__Task objective__.
Every single line below has to be printed once more, exactly.
The records: Begin
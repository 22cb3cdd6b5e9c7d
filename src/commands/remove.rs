//! Student removal command.
//!
//! Removal is destructive (it drops all attendance records for the
//! student across every date), so the confirmation happens here before
//! the core is invoked; the core itself assumes consent.

use crate::libs::messages::Message;
use crate::{msg_error, msg_info, msg_success};
use anyhow::Result;
use clap::Args;
use dialoguer::{theme::ColorfulTheme, Confirm};

#[derive(Debug, Args)]
pub struct RemoveArgs {
    /// Id of the student to remove
    #[arg(required = true)]
    id: String,
    /// Skip the confirmation prompt
    #[arg(short, long)]
    yes: bool,
}

pub fn cmd(args: RemoveArgs) -> Result<()> {
    let mut register = super::open_register()?;

    let Some(student) = register.find_student(&args.id).cloned() else {
        msg_error!(Message::StudentNotFound(args.id));
        return Ok(());
    };

    if !args.yes {
        let confirmed = Confirm::with_theme(&ColorfulTheme::default())
            .with_prompt(Message::ConfirmRemoveStudent(student.name.clone()).to_string())
            .default(false)
            .interact()?;
        if !confirmed {
            msg_info!(Message::RemovalCancelled);
            return Ok(());
        }
    }

    register.remove_student(&args.id).map_err(super::surface)?;
    msg_success!(Message::StudentRemoved(student.name));
    Ok(())
}
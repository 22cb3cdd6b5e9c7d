//! Roster listing command.

use crate::libs::messages::Message;
use crate::libs::student::Student;
use crate::libs::view::View;
use crate::msg_info;
use anyhow::Result;
use clap::Args;

#[derive(Debug, Args)]
pub struct ListArgs {
    /// Search text matched against id and name
    #[arg(short, long, default_value = "")]
    search: String,
    /// Exact class filter
    #[arg(short, long, default_value = "")]
    class: String,
    /// List the distinct classes instead of students
    #[arg(long)]
    classes: bool,
}

pub fn cmd(args: ListArgs) -> Result<()> {
    let register = super::open_register()?;

    if args.classes {
        let classes = register.distinct_classes();
        if classes.is_empty() {
            msg_info!(Message::NoClassesRegistered);
            return Ok(());
        }
        View::classes(&classes);
        return Ok(());
    }

    if register.students().is_empty() {
        msg_info!(Message::RosterEmpty);
        return Ok(());
    }

    let students: Vec<Student> = register
        .filtered_students(&args.search, &args.class)
        .into_iter()
        .cloned()
        .collect();
    if students.is_empty() {
        msg_info!(Message::NoStudentsMatchFilter);
        return Ok(());
    }

    View::students(&students);
    Ok(())
}
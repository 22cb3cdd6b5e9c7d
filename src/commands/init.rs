//! Application configuration initialization command.
//!
//! Runs the interactive setup wizard (storage location, seeding) or
//! removes the existing configuration with `--delete`.

use crate::libs::config::Config;
use crate::libs::messages::Message;
use crate::msg_success;
use anyhow::Result;
use clap::Args;

#[derive(Debug, Args)]
pub struct InitArgs {
    /// Remove the existing configuration instead of creating one
    #[arg(short, long)]
    delete: bool,
}

pub fn cmd(init_args: InitArgs) -> Result<()> {
    if init_args.delete {
        Config::delete()?;
        msg_success!(Message::ConfigDeleted);
        return Ok(());
    }

    Config::init()?.save()?;
    msg_success!(Message::ConfigSaved);
    Ok(())
}
//! Livecast Core
//!
//! Broadcast dispatch core: turns committed data mutations into signed,
//! addressable stream broadcasts that tell subscribed clients their view is
//! stale. Transport, persistence and HTTP layers stay external; they plug
//! in through the `Transport`, `Broadcastable` and `DebounceStore` seams.

pub mod broadcastable;
pub mod broadcaster;
pub mod config;
pub mod debounce;
pub mod error;
pub mod payload;
pub mod queue;
pub mod stream_name;
pub mod suppressor;
pub mod test_helper;
pub mod verifier;

pub use broadcastable::{Binder, Broadcastable, Rule, Rules, StreamSpec};
pub use broadcaster::{Broadcaster, ObserverHandle, Transport};
pub use config::Config;
pub use debounce::{DebounceStore, Debouncer, MemoryDebounceStore};
pub use error::{LivecastError, LivecastResult};
pub use payload::{Action, Payload};
pub use queue::{BroadcastQueue, InlineQueue, SpawnQueue};
pub use stream_name::{stream_name_from, GlobalIdentity, StreamTarget};
pub use suppressor::Suppressor;
pub use verifier::StreamVerifier;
The records: End
__Task response__.
repository 22cb3cdd6b5e9c7d
filename src/commands/remove.rs
//! Student removal command.
//!
//! Removal is destructive (it drops all attendance records for the
//! student across every date), so the confirmation happens here before
//! the core is invoked; the core itself assumes consent.

use crate::libs::messages::Message;
use crate::{msg_error, msg_info, msg_success};
use anyhow::Result;
use clap::Args;
use dialoguer::{theme::ColorfulTheme, Confirm};

#[derive(Debug, Args)]
pub struct RemoveArgs {
    /// Id of the student to remove
    #[arg(required = true)]
    id: String,
    /// Skip the confirmation prompt
    #[arg(short, long)]
    yes: bool,
}

pub fn cmd(args: RemoveArgs) -> Result<()> {
    let mut register = super::open_register()?;

    let Some(student) = register.find_student(&args.id).cloned() else {
        msg_error!(Message::StudentNotFound(args.id));
        return Ok(());
    };

    if !args.yes {
        let confirmed = Confirm::with_theme(&ColorfulTheme::default())
            .with_prompt(Message::ConfirmRemoveStudent(student.name.clone()).to_string())
            .default(false)
            .interact()?;
        if !confirmed {
            msg_info!(Message::RemovalCancelled);
            return Ok(());
        }
    }

    register.remove_student(&args.id).map_err(super::surface)?;
    msg_success!(Message::StudentRemoved(student.name));
    Ok(())
}
repository 22cb3cdd6b5e9c7d
//! Roster listing command.

use crate::libs::messages::Message;
use crate::libs::student::Student;
use crate::libs::view::View;
use crate::msg_info;
use anyhow::Result;
use clap::Args;

#[derive(Debug, Args)]
pub struct ListArgs {
    /// Search text matched against id and name
    #[arg(short, long, default_value = "")]
    search: String,
    /// Exact class filter
    #[arg(short, long, default_value = "")]
    class: String,
    /// List the distinct classes instead of students
    #[arg(long)]
    classes: bool,
}

pub fn cmd(args: ListArgs) -> Result<()> {
    let register = super::open_register()?;

    if args.classes {
        let classes = register.distinct_classes();
        if classes.is_empty() {
            msg_info!(Message::NoClassesRegistered);
            return Ok(());
        }
        View::classes(&classes);
        return Ok(());
    }

    if register.students().is_empty() {
        msg_info!(Message::RosterEmpty);
        return Ok(());
    }

    let students: Vec<Student> = register
        .filtered_students(&args.search, &args.class)
        .into_iter()
        .cloned()
        .collect();
    if students.is_empty() {
        msg_info!(Message::NoStudentsMatchFilter);
        return Ok(());
    }

    View::students(&students);
    Ok(())
}
repository 22cb3cdd6b5e9c7d
filename src/commands/init.rs
//! Application configuration initialization command.
//!
//! Runs the interactive setup wizard (storage location, seeding) or
//! removes the existing configuration with `--delete`.

use crate::libs::config::Config;
use crate::libs::messages::Message;
use crate::msg_success;
use anyhow::Result;
use clap::Args;

#[derive(Debug, Args)]
pub struct InitArgs {
    /// Remove the existing configuration instead of creating one
    #[arg(short, long)]
    delete: bool,
}

pub fn cmd(init_args: InitArgs) -> Result<()> {
    if init_args.delete {
        Config::delete()?;
        msg_success!(Message::ConfigDeleted);
        return Ok(());
    }

    Config::init()?.save()?;
    msg_success!(Message::ConfigSaved);
    Ok(())
}
//! Livecast Core
//!
//! Broadcast dispatch core: turns committed data mutations into signed,
//! addressable stream broadcasts that tell subscribed clients their view is
//! stale. Transport, persistence and HTTP layers stay external; they plug
//! in through the `Transport`, `Broadcastable` and `DebounceStore` seams.

pub mod broadcastable;
pub mod broadcaster;
pub mod config;
pub mod debounce;
pub mod error;
pub mod payload;
pub mod queue;
pub mod stream_name;
pub mod suppressor;
pub mod test_helper;
pub mod verifier;

pub use broadcastable::{Binder, Broadcastable, Rule, Rules, StreamSpec};
pub use broadcaster::{Broadcaster, ObserverHandle, Transport};
pub use config::Config;
pub use debounce::{DebounceStore, Debouncer, MemoryDebounceStore};
pub use error::{LivecastError, LivecastResult};
pub use payload::{Action, Payload};
pub use queue::{BroadcastQueue, InlineQueue, SpawnQueue};
pub use stream_name::{stream_name_from, GlobalIdentity, StreamTarget};
pub use suppressor::Suppressor;
pub use verifier::StreamVerifier;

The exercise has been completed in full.